You'll want to acquaint yourself with custom segments if you take this
approach too.

custom segments (from the google knowledge base):

[http://support.google.com/googleanalytics/bin/answer.py?hl=e...](http://support.google.com/googleanalytics/bin/answer.py?hl=en&answer=108040)

this blog post does a better job of explaining how to use them though imho:

[http://www.searchenginepeople.com/blog/monitor-seo-
projects-...](http://www.searchenginepeople.com/blog/monitor-seo-projects-
with-google-analytics-custom-segments.html)

------
bialecki
This is a hard question to answer in the abstract. What are the top 2-3
questions you want to answer?

If it's about understanding the users of your app and what they look like, GA
probably wouldn't be a good choice even if you didn't have a single page app
because it's tailored for tracking activity across all users, not activity
broken down by user. (For instance, it's good at answering the question,
"Which feature gets the most usage?" not, "Which feature is used by the most
people?" and that's an important difference.)
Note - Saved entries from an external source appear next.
//! Bridge between runner-specific results and the core report.
//!
//! Each phase module keeps its own result and observation types. They only
//! need to expose the standard fields below; [`run_phase`] does the rest.
use crate::command::Log;
use crate::config::parse_remediation;
use crate::context::{ContextError, RunContext};
use crate::observe::{
    classify_error, standardize_failure_class, FailureClass, Observation, ObservationKind,
    RunReport,
};
use crate::workspace::Environment;
use anyhow::{anyhow, Result};
use std::io::Write;
use std::path::Path;

/// Minimal shape of a runner-specific observation.
pub trait StandardObservation {
    fn kind(&self) -> ObservationKind;
    fn icon(&self) -> Option<&str>;
    fn message(&self) -> &str;
}

impl StandardObservation for Observation {
    fn kind(&self) -> ObservationKind {
        self.kind
    }

    fn icon(&self) -> Option<&str> {
        self.icon.as_deref()
    }

    fn message(&self) -> &str {
        Observation::message(self)
    }
}

/// Projection of the standard fields of a runner-specific result.
#[derive(Debug)]
pub struct PhaseResult<O> {
    pub success: bool,
    pub error: Option<anyhow::Error>,
    /// Runner vocabulary; mapped through [`standardize_failure_class`].
    pub failure_class: String,
    pub remediation: String,
    pub observations: Vec<O>,
    pub summary: Option<String>,
    pub summary_icon: Option<String>,
    /// Extras for the pointer's `summary` object.
    pub extras: Option<serde_json::Value>,
}

impl<O> PhaseResult<O> {
    pub fn success(observations: Vec<O>) -> Self {
        Self {
            success: true,
            error: None,
            failure_class: String::new(),
            remediation: String::new(),
            observations,
            summary: None,
            summary_icon: None,
            extras: None,
        }
    }

    pub fn failure(
        error: anyhow::Error,
        failure_class: &str,
        remediation: impl Into<String>,
        observations: Vec<O>,
    ) -> Self {
        Self {
            success: false,
            error: Some(error),
            failure_class: failure_class.to_string(),
            remediation: remediation.into(),
            observations,
            summary: None,
            summary_icon: None,
            extras: None,
        }
    }

    pub fn with_summary(mut self, icon: &str, summary: impl Into<String>) -> Self {
        self.summary_icon = Some(icon.to_string());
        self.summary = Some(summary.into());
        self
    }

    pub fn with_extras(mut self, extras: serde_json::Value) -> Self {
        self.extras = Some(extras);
        self
    }
}

/// Convert one runner observation, preserving sections as sections.
pub fn to_observation<O: StandardObservation>(source: &O) -> Observation {
    let icon = source.icon().unwrap_or_default();
    let observation = match source.kind() {
        ObservationKind::Section => return Observation::section(icon, source.message()),
        ObservationKind::Success => Observation::success(source.message()),
        ObservationKind::Warning => Observation::warning(source.message()),
        ObservationKind::Error => Observation::error(source.message()),
        ObservationKind::Info => Observation::info(source.message()),
        ObservationKind::Skip => Observation::skip(source.message()),
        ObservationKind::Plain => Observation::plain(source.message()),
    };
    if icon.is_empty() {
        observation
    } else {
        observation.with_icon(icon)
    }
}

/// Report for a phase whose context finished before it could start.
pub fn interrupted_report(name: &str, cause: ContextError) -> RunReport {
    let (class, remediation) = match cause {
        ContextError::DeadlineExceeded => (
            FailureClass::Timeout,
            format!("Raise the run timeout or narrow the phase selection so {name} can start."),
        ),
        ContextError::Canceled => (
            FailureClass::System,
            format!("The run was cancelled before {name} started; re-run to execute it."),
        ),
    };
    RunReport::failed(cause.into(), class, remediation, Vec::new())
}

/// Run a phase body and translate its result into a [`RunReport`].
pub fn run_phase<R, O, E, X>(
    ctx: &RunContext,
    log: &mut Log,
    name: &str,
    execute: E,
    extract: X,
) -> RunReport
where
    O: StandardObservation,
    E: FnOnce(&mut Log) -> Result<R>,
    X: FnOnce(R) -> PhaseResult<O>,
{
    if let Some(cause) = ctx.err() {
        return interrupted_report(name, cause);
    }
    let result = match execute(log) {
        Ok(result) => result,
        Err(err) => {
            let class = classify_error(&err);
            return RunReport::failed(
                err,
                class,
                format!("Check {name} configuration and try again."),
                Vec::new(),
            );
        }
    };
    finish(log, name, extract(result))
}

/// [`run_phase`] preceded by loading the phase's settings for the scenario.
pub fn run_phase_with_expectations<C, R, O, L, E, X>(
    ctx: &RunContext,
    env: &Environment,
    log: &mut Log,
    name: &str,
    load_expectations: L,
    execute: E,
    extract: X,
) -> RunReport
where
    O: StandardObservation,
    L: FnOnce(&Path) -> Result<C>,
    E: FnOnce(C, &mut Log) -> Result<R>,
    X: FnOnce(R) -> PhaseResult<O>,
{
    if let Some(cause) = ctx.err() {
        return interrupted_report(name, cause);
    }
    let expectations = match load_expectations(&env.scenario_dir) {
        Ok(expectations) => expectations,
        Err(err) => {
            return RunReport::failed(
                err,
                FailureClass::Misconfiguration,
                parse_remediation(name),
                Vec::new(),
            );
        }
    };
    run_phase(ctx, log, name, |log| execute(expectations, log), extract)
}

fn finish<O: StandardObservation>(log: &mut Log, name: &str, result: PhaseResult<O>) -> RunReport {
    let mut observations: Vec<Observation> =
        result.observations.iter().map(to_observation).collect();
    if let Some(summary) = result.summary.as_deref().filter(|s| !s.trim().is_empty()) {
        let icon = result.summary_icon.as_deref().unwrap_or_default();
        observations.push(Observation::plain(summary).with_icon(icon));
    }

    if !result.success || result.error.is_some() {
        let err = result
            .error
            .unwrap_or_else(|| anyhow!("{name} reported failure"));
        let class = if result.failure_class.trim().is_empty() {
            classify_error(&err)
        } else {
            standardize_failure_class(&result.failure_class)
        };
        let _ = writeln!(log, "{name} failed [{class}]: {err:#}");
        return RunReport {
            err: Some(err),
            failure_class: Some(class),
            remediation: result.remediation,
            observations,
            summary: result.extras,
        };
    }

    let _ = writeln!(log, "{name} complete");
    tracing::info!(phase = name, "{name} complete");
    RunReport {
        observations,
        summary: result.extras,
        ..RunReport::default()
    }
}

#[cfg(test)]
mod tests {
    use super::*;

    #[derive(Debug)]
    enum Level {
        Header,
        Pass,
        Fail,
    }

    struct LocalObservation {
        level: Level,
        icon: Option<String>,
        message: String,
    }

    impl StandardObservation for LocalObservation {
        fn kind(&self) -> ObservationKind {
            match self.level {
                Level::Header => ObservationKind::Section,
                Level::Pass => ObservationKind::Success,
                Level::Fail => ObservationKind::Error,
            }
        }

        fn icon(&self) -> Option<&str> {
            self.icon.as_deref()
        }

        fn message(&self) -> &str {
            &self.message
        }
    }

    struct LocalResult {
        ok: bool,
        items: Vec<LocalObservation>,
    }

    fn local(level: Level, message: &str) -> LocalObservation {
        LocalObservation {
            level,
            icon: None,
            message: message.to_string(),
        }
    }

    fn extract(result: LocalResult) -> PhaseResult<LocalObservation> {
        if result.ok {
            PhaseResult::success(result.items).with_summary("📊", "2 checks")
        } else {
            PhaseResult::failure(
                anyhow!("check failed"),
                "test_failure",
                "fix the check",
                result.items,
            )
        }
    }

    #[test]
    fn success_converts_in_order_and_appends_summary() {
        let ctx = RunContext::background();
        let mut log: Vec<u8> = Vec::new();
        let report = run_phase(
            &ctx,
            &mut log,
            "demo",
            |_| {
                Ok(LocalResult {
                    ok: true,
                    items: vec![local(Level::Header, "Checks"), local(Level::Pass, "one")],
                })
            },
            extract,
        );
        assert!(report.is_success());
        assert!(report.failure_class.is_none());
        assert_eq!(report.observations.len(), 3);
        assert_eq!(report.observations[0].kind, ObservationKind::Section);
        assert_eq!(report.observations[0].section, "Checks");
        assert!(report.observations[0].text.is_empty());
        assert_eq!(report.observations[1].text, "one");
        assert_eq!(report.observations[2].to_string(), "📊 2 checks");
        assert!(String::from_utf8_lossy(&log).contains("demo complete"));
    }

    #[test]
    fn failure_standardizes_class() {
        let ctx = RunContext::background();
        let mut log: Vec<u8> = Vec::new();
        let report = run_phase(
            &ctx,
            &mut log,
            "demo",
            |_| {
                Ok(LocalResult {
                    ok: false,
                    items: vec![local(Level::Fail, "bad")],
                })
            },
            extract,
        );
        assert_eq!(report.failure_class, Some(FailureClass::System));
        assert_eq!(report.remediation, "fix the check");
        assert_eq!(report.observations.len(), 1);
    }

    #[test]
    fn execute_error_is_system_with_remediation() {
        let ctx = RunContext::background();
        let mut log: Vec<u8> = Vec::new();
        let report = run_phase(
            &ctx,
            &mut log,
            "demo",
            |_| -> Result<LocalResult> { Err(anyhow!("boom")) },
            extract,
        );
        assert_eq!(report.failure_class, Some(FailureClass::System));
        assert_eq!(report.remediation, "Check demo configuration and try again.");
    }

    #[test]
    fn cancelled_context_never_executes() {
        let ctx = RunContext::background();
        ctx.cancel();
        let mut log: Vec<u8> = Vec::new();
        let mut called = false;
        let report = run_phase(
            &ctx,
            &mut log,
            "demo",
            |_| {
                called = true;
                Ok(LocalResult {
                    ok: true,
                    items: Vec::new(),
                })
            },
            extract,
        );
        assert!(!called);
        assert_eq!(report.failure_class, Some(FailureClass::System));
        assert_eq!(
            report.err.as_ref().and_then(|e| e.downcast_ref::<ContextError>()),
            Some(&ContextError::Canceled)
        );
    }

    #[test]
    fn expectation_errors_are_misconfiguration() {
        let ctx = RunContext::background();
        let env = Environment::from_scenario_dir(Path::new("/tmp/demo")).expect("env");
        let mut log: Vec<u8> = Vec::new();
        let report = run_phase_with_expectations(
            &ctx,
            &env,
            &mut log,
            "structure",
            |_| -> Result<()> { Err(anyhow!("bad json")) },
            |_, _| {
                Ok(LocalResult {
                    ok: true,
                    items: Vec::new(),
                })
            },
            extract,
        );
        assert_eq!(report.failure_class, Some(FailureClass::Misconfiguration));
        assert_eq!(
            report.remediation,
            "Fix .vrooli/testing.json so structure settings can be parsed."
        );
    }
}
Many analytical tools claim they can answer the latter question, but look for
example use cases to make sure they're answering the right question. A little
research up front can save you the time of integrating a service only to find
it doesn't answer the questions you want answered.

------
bwang29
"Is there another solution?" You could definitely start building some simple
analytic functions into your product (even writing text files on your backend
when some user behavior happen will work). Be flexible and focus on priority.
It might be helpful to learn some linux commands like awk to quickly analyze
your data. But this question depends much on your exact needs.